_Exercise objective_
All of the data is to be repeated verbatim.

_Task material_
== Segment start ==

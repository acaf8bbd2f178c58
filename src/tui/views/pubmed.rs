// PubMed tab - research articles with risk badges
//
// Header figures cover every PubMed row; cards are shown only for rows
// that carry a title.

use super::clamp_scroll;
use crate::report::{pubmed_articles, PubmedStats};
use crate::session::AnalysisResult;
use crate::tui::app::App;
use ratatui::{
    layout::{Constraint, Direction, Layout, Rect},
    style::{Modifier, Style},
    text::{Line, Span},
    widgets::{Block, Borders, Paragraph, Wrap},
    Frame,
};

pub fn render(f: &mut Frame, area: Rect, app: &App, result: &AnalysisResult) {
    let theme = &app.theme;
    let articles = pubmed_articles(&result.records);

    if articles.is_empty() {
        let placeholder = Paragraph::new("ℹ️ No PubMed articles in this batch")
            .style(Style::default().fg(theme.muted))
            .block(
                Block::default()
                    .borders(Borders::ALL)
                    .border_type(theme.border_type)
                    .border_style(Style::default().fg(theme.border))
                    .title(" 📚 PubMed Research Articles "),
            );
        f.render_widget(placeholder, area);
        return;
    }

    let chunks = Layout::default()
        .direction(Direction::Vertical)
        .constraints([Constraint::Length(3), Constraint::Min(0)])
        .split(area);

    let stats = PubmedStats::compute(&result.records);
    let muted = Style::default().fg(theme.muted);
    let bold = Style::default()
        .fg(theme.foreground)
        .add_modifier(Modifier::BOLD);
    let header = Paragraph::new(Line::from(vec![
        Span::styled(" Articles: ", muted),
        Span::styled(stats.articles.to_string(), bold),
        Span::styled("   Avg Severity: ", muted),
        Span::styled(format!("{:.1}/5", stats.mean_severity), bold),
        Span::styled("   High Risk: ", muted),
        Span::styled(
            stats.high_risk.to_string(),
            Style::default()
                .fg(theme.critical)
                .add_modifier(Modifier::BOLD),
        ),
    ]))
    .block(
        Block::default()
            .borders(Borders::ALL)
            .border_type(theme.border_type)
            .border_style(Style::default().fg(theme.border))
            .title(format!(" ✅ {} research articles with metadata ", articles.len())),
    );
    f.render_widget(header, chunks[0]);

    let mut lines = Vec::new();
    for (record, band) in &articles {
        let color = theme.risk_color(*band);
        let field = |label: &str, value: Option<&str>, fallback: &str| -> Line<'static> {
            Line::from(vec![
                Span::styled(format!("   {:<10}", label), muted),
                Span::styled(
                    value.unwrap_or(fallback).to_string(),
                    Style::default().fg(theme.foreground),
                ),
            ])
        };

        lines.push(Line::from(vec![
            Span::styled("▌ ", Style::default().fg(color)),
            Span::styled(
                format!("[{}] ", band.label()),
                Style::default().fg(color).add_modifier(Modifier::BOLD),
            ),
            Span::styled(
                format!(
                    "{}/5 · {}",
                    record.ai_severity_score,
                    title_case(record.category_text())
                ),
                Style::default().fg(color),
            ),
        ]));
        lines.push(Line::from(vec![
            Span::styled("▌ ", Style::default().fg(color)),
            Span::styled(format!("📄 {}", record.title().unwrap_or_default()), bold),
        ]));
        lines.push(field("Journal:", record.pubmed_journal.as_deref(), "Unknown"));
        lines.push(field("Authors:", record.pubmed_authors.as_deref(), "Not specified"));
        lines.push(field("Published:", record.pubmed_date.as_deref(), "Unknown"));
        lines.push(Line::from(vec![
            Span::styled("   🔗 ", muted),
            Span::styled(
                record.url.clone().unwrap_or_else(|| "#".to_string()),
                Style::default().fg(theme.chart_primary),
            ),
            Span::styled(
                format!(" (ID: {})", record.pubmed_id.as_deref().unwrap_or("N/A")),
                muted,
            ),
        ]));
        lines.push(Line::from(vec![
            Span::styled("   🎯 AI Recommendation: ", muted),
            Span::styled(
                record.action_text().to_string(),
                Style::default().fg(theme.foreground),
            ),
        ]));
        lines.push(Line::raw(""));
    }

    let block = Block::default()
        .borders(Borders::ALL)
        .border_type(theme.border_type)
        .border_style(Style::default().fg(theme.border))
        .title(" 📚 PubMed Research Articles ");
    let viewport = block.inner(chunks[1]).height;
    let scroll = clamp_scroll(app.scroll, lines.len(), viewport);

    let paragraph = Paragraph::new(lines)
        .wrap(Wrap { trim: false })
        .scroll((scroll, 0))
        .block(block);
    f.render_widget(paragraph, chunks[1]);
}

/// "drug interaction" -> "Drug Interaction"
fn title_case(s: &str) -> String {
    s.split(' ')
        .map(|word| {
            let mut chars = word.chars();
            match chars.next() {
                Some(first) => first.to_uppercase().chain(chars.flat_map(char::to_lowercase)).collect(),
                None => String::new(),
            }
        })
        .collect::<Vec<_>>()
        .join(" ")
}

#[cfg(test)]
mod tests {
    use super::*;

    #[test]
    fn title_case_words() {
        assert_eq!(title_case("drug interaction"), "Drug Interaction");
        assert_eq!(title_case("CARDIAC"), "Cardiac");
        assert_eq!(title_case(""), "");
    }
}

== Segment end ==

_Result_
repository acaf8bbd2f178c58
filename src/tui/views/pubmed.rs
// PubMed tab - research articles with risk badges
//
// Header figures cover every PubMed row; cards are shown only for rows
// that carry a title.

use super::clamp_scroll;
use crate::report::{pubmed_articles, PubmedStats};
use crate::session::AnalysisResult;
use crate::tui::app::App;
use ratatui::{
    layout::{Constraint, Direction, Layout, Rect},
    style::{Modifier, Style},
    text::{Line, Span},
    widgets::{Block, Borders, Paragraph, Wrap},
    Frame,
};

pub fn render(f: &mut Frame, area: Rect, app: &App, result: &AnalysisResult) {
    let theme = &app.theme;
    let articles = pubmed_articles(&result.records);

    if articles.is_empty() {
        let placeholder = Paragraph::new("ℹ️ No PubMed articles in this batch")
            .style(Style::default().fg(theme.muted))
            .block(
                Block::default()
                    .borders(Borders::ALL)
                    .border_type(theme.border_type)
                    .border_style(Style::default().fg(theme.border))
                    .title(" 📚 PubMed Research Articles "),
            );
        f.render_widget(placeholder, area);
        return;
    }

    let chunks = Layout::default()
        .direction(Direction::Vertical)
        .constraints([Constraint::Length(3), Constraint::Min(0)])
        .split(area);

    let stats = PubmedStats::compute(&result.records);
    let muted = Style::default().fg(theme.muted);
    let bold = Style::default()
        .fg(theme.foreground)
        .add_modifier(Modifier::BOLD);
    let header = Paragraph::new(Line::from(vec![
        Span::styled(" Articles: ", muted),
        Span::styled(stats.articles.to_string(), bold),
        Span::styled("   Avg Severity: ", muted),
        Span::styled(format!("{:.1}/5", stats.mean_severity), bold),
        Span::styled("   High Risk: ", muted),
        Span::styled(
            stats.high_risk.to_string(),
            Style::default()
                .fg(theme.critical)
                .add_modifier(Modifier::BOLD),
        ),
    ]))
    .block(
        Block::default()
            .borders(Borders::ALL)
            .border_type(theme.border_type)
            .border_style(Style::default().fg(theme.border))
            .title(format!(" ✅ {} research articles with metadata ", articles.len())),
    );
    f.render_widget(header, chunks[0]);

    let mut lines = Vec::new();
    for (record, band) in &articles {
        let color = theme.risk_color(*band);
        let field = |label: &str, value: Option<&str>, fallback: &str| -> Line<'static> {
            Line::from(vec![
                Span::styled(format!("   {:<10}", label), muted),
                Span::styled(
                    value.unwrap_or(fallback).to_string(),
                    Style::default().fg(theme.foreground),
                ),
            ])
        };

        lines.push(Line::from(vec![
            Span::styled("▌ ", Style::default().fg(color)),
            Span::styled(
                format!("[{}] ", band.label()),
                Style::default().fg(color).add_modifier(Modifier::BOLD),
            ),
            Span::styled(
                format!(
                    "{}/5 · {}",
                    record.ai_severity_score,
                    title_case(record.category_text())
                ),
                Style::default().fg(color),
            ),
        ]));
        lines.push(Line::from(vec![
            Span::styled("▌ ", Style::default().fg(color)),
            Span::styled(format!("📄 {}", record.title().unwrap_or_default()), bold),
        ]));
        lines.push(field("Journal:", record.pubmed_journal.as_deref(), "Unknown"));
        lines.push(field("Authors:", record.pubmed_authors.as_deref(), "Not specified"));
        lines.push(field("Published:", record.pubmed_date.as_deref(), "Unknown"));
        lines.push(Line::from(vec![
            Span::styled("   🔗 ", muted),
            Span::styled(
                record.url.clone().unwrap_or_else(|| "#".to_string()),
                Style::default().fg(theme.chart_primary),
            ),
            Span::styled(
                format!(" (ID: {})", record.pubmed_id.as_deref().unwrap_or("N/A")),
                muted,
            ),
        ]));
        lines.push(Line::from(vec![
            Span::styled("   🎯 AI Recommendation: ", muted),
            Span::styled(
                record.action_text().to_string(),
                Style::default().fg(theme.foreground),
            ),
        ]));
        lines.push(Line::raw(""));
    }

    let block = Block::default()
        .borders(Borders::ALL)
        .border_type(theme.border_type)
        .border_style(Style::default().fg(theme.border))
        .title(" 📚 PubMed Research Articles ");
    let viewport = block.inner(chunks[1]).height;
    let scroll = clamp_scroll(app.scroll, lines.len(), viewport);

    let paragraph = Paragraph::new(lines)
        .wrap(Wrap { trim: false })
        .scroll((scroll, 0))
        .block(block);
    f.render_widget(paragraph, chunks[1]);
}

/// "drug interaction" -> "Drug Interaction"
fn title_case(s: &str) -> String {
    s.split(' ')
        .map(|word| {
            let mut chars = word.chars();
            match chars.next() {
                Some(first) => first.to_uppercase().chain(chars.flat_map(char::to_lowercase)).collect(),
                None => String::new(),
            }
        })
        .collect::<Vec<_>>()
        .join(" ")
}

#[cfg(test)]
mod tests {
    use super::*;

    #[test]
    fn title_case_words() {
        assert_eq!(title_case("drug interaction"), "Drug Interaction");
        assert_eq!(title_case("CARDIAC"), "Cardiac");
        assert_eq!(title_case(""), "");
    }
}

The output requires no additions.